Paul Perrault: Those loans were well underwritten. They’ve performed very well. The expectation is that, that will continue. And in terms of current loan-to-value, it’s a very difficult environment, because there have been so few trades, but it’s very hard to pinpoint what something is worth right now. There have been a few sort of spectacular crashes, of things that have been around here, a few buildings here and there. But for the most part, those weren’t traditional bank deals, are not in the right locations, and they might not have been well owned. So, I don’t expect that there will be, a lot of noise in those renewals.
Steve Moss: Okay. Great. Thank you very much for all the color. I appreciate it.

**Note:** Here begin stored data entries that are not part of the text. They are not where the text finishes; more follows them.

//! Configuration loading and management for the HR engine.
//!
//! Defaults come from a YAML file; the `app_settings` table can override
//! individual policy values at runtime (see [`Policy::apply_setting`]).
//!
//! # Example
//!
//! ```no_run
//! use hr_engine::config::ConfigLoader;
//!
//! let config = ConfigLoader::load("./config/hr.yaml").unwrap();
//! println!("Company: {}", config.config().company.name);
//! ```

mod loader;
mod policy;
mod types;

pub use loader::{ConfigLoader, DATABASE_PATH_ENV};
pub use policy::{Policy, keys};
pub use types::{
    AlertsConfig, AppConfig, CompanyConfig, DatabaseConfig, GeneralConfig, LatePenaltyType,
    VacationMethod, WorkScheduleConfig,
};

Paul Perrault: You’re welcome. Thank you.
Operator: Our next question comes from Laurie Hunsicker of Seaport Research Partners. Laurie, your line is now open. Please go ahead.
Laurie Hunsicker: Great. Hi, Thanks Paul and Carl.
Paul Perrault: Hi Laurie.
Carl Carlson: Hi Laurie.
Laurie Hunsicker: Just wanted to go back to commercial credit, please. So starting with your $14.8 million off the street that came over into non-accrual. Is that a Class A or Class B?
Paul Perrault: It’s probably considered Class B.
Laurie Hunsicker: Class B. Okay. And then did you have the vacancy on that?
Paul Perrault: I don’t have that in front of me. It’s not empty.
Laurie Hunsicker: Got it. Okay.
Paul Perrault: But, it is not quite enough.
Laurie Hunsicker: Okay, yes that’s true of most of Boston, right? And then you didn’t have a current debt service on that?
Paul Perrault: Again, I don’t have that in front of me. But it was not [LOP] yes.
Laurie Hunsicker: Okay. And then is there – do you have a specific reserve against that $14.8 million credit?
Paul Perrault: On that one, I don’t think so.
Laurie Hunsicker: Okay. Okay. And then the two commercial….
Paul Perrault: We only take a specific reserve. We only take a specific reserve when we’ve got a pretty serious situation, and this one is not quite in that category.
Laurie Hunsicker: Okay. Okay. That’s good. Your two commercial charge-offs, can you give us a little color as to what they were in the quarter?
Paul Perrault: Yes. Those – we had big reserves against both of them. These are things that have not been going well for quite some time. One is a medical enterprise and the other is a development enterprise. And in both cases, their demise was self-inflicted wounds. It was not a market driven thing, they were just not managed properly, and things fell apart. So, the good news is it wasn’t the market. The bad news, is that we still lost some money.
Laurie Hunsicker: So, they were both C&I credits.
Paul Perrault: Correct. Yes.
Laurie Hunsicker: Okay. Okay. And then just going back to office here, your $747 million book. Just hoping for a refresh on a couple of things. How much of that is lower risk medical?
Carl Carlson: I don’t have those numbers in front of me, Laurie. It’s not a big deal – that was not a big part of our portfolio in the office sense. Sometimes it stands up in the owner-occupied – it’s more in the owner-occupied side of things.
Laurie Hunsicker: Got you. Okay. And then can you just help us think about of your $747 million, how much is Class A versus B versus C?
Carl Carlson: We’re not big Class A lenders. So it’s a small amount.
Laurie Hunsicker: Okay. And then I know that most what you do is in the suburbs, but can you just help us think about how much of your exposure roughly is downtown Boston?
Carl Carlson: I think, we provided that in the deck.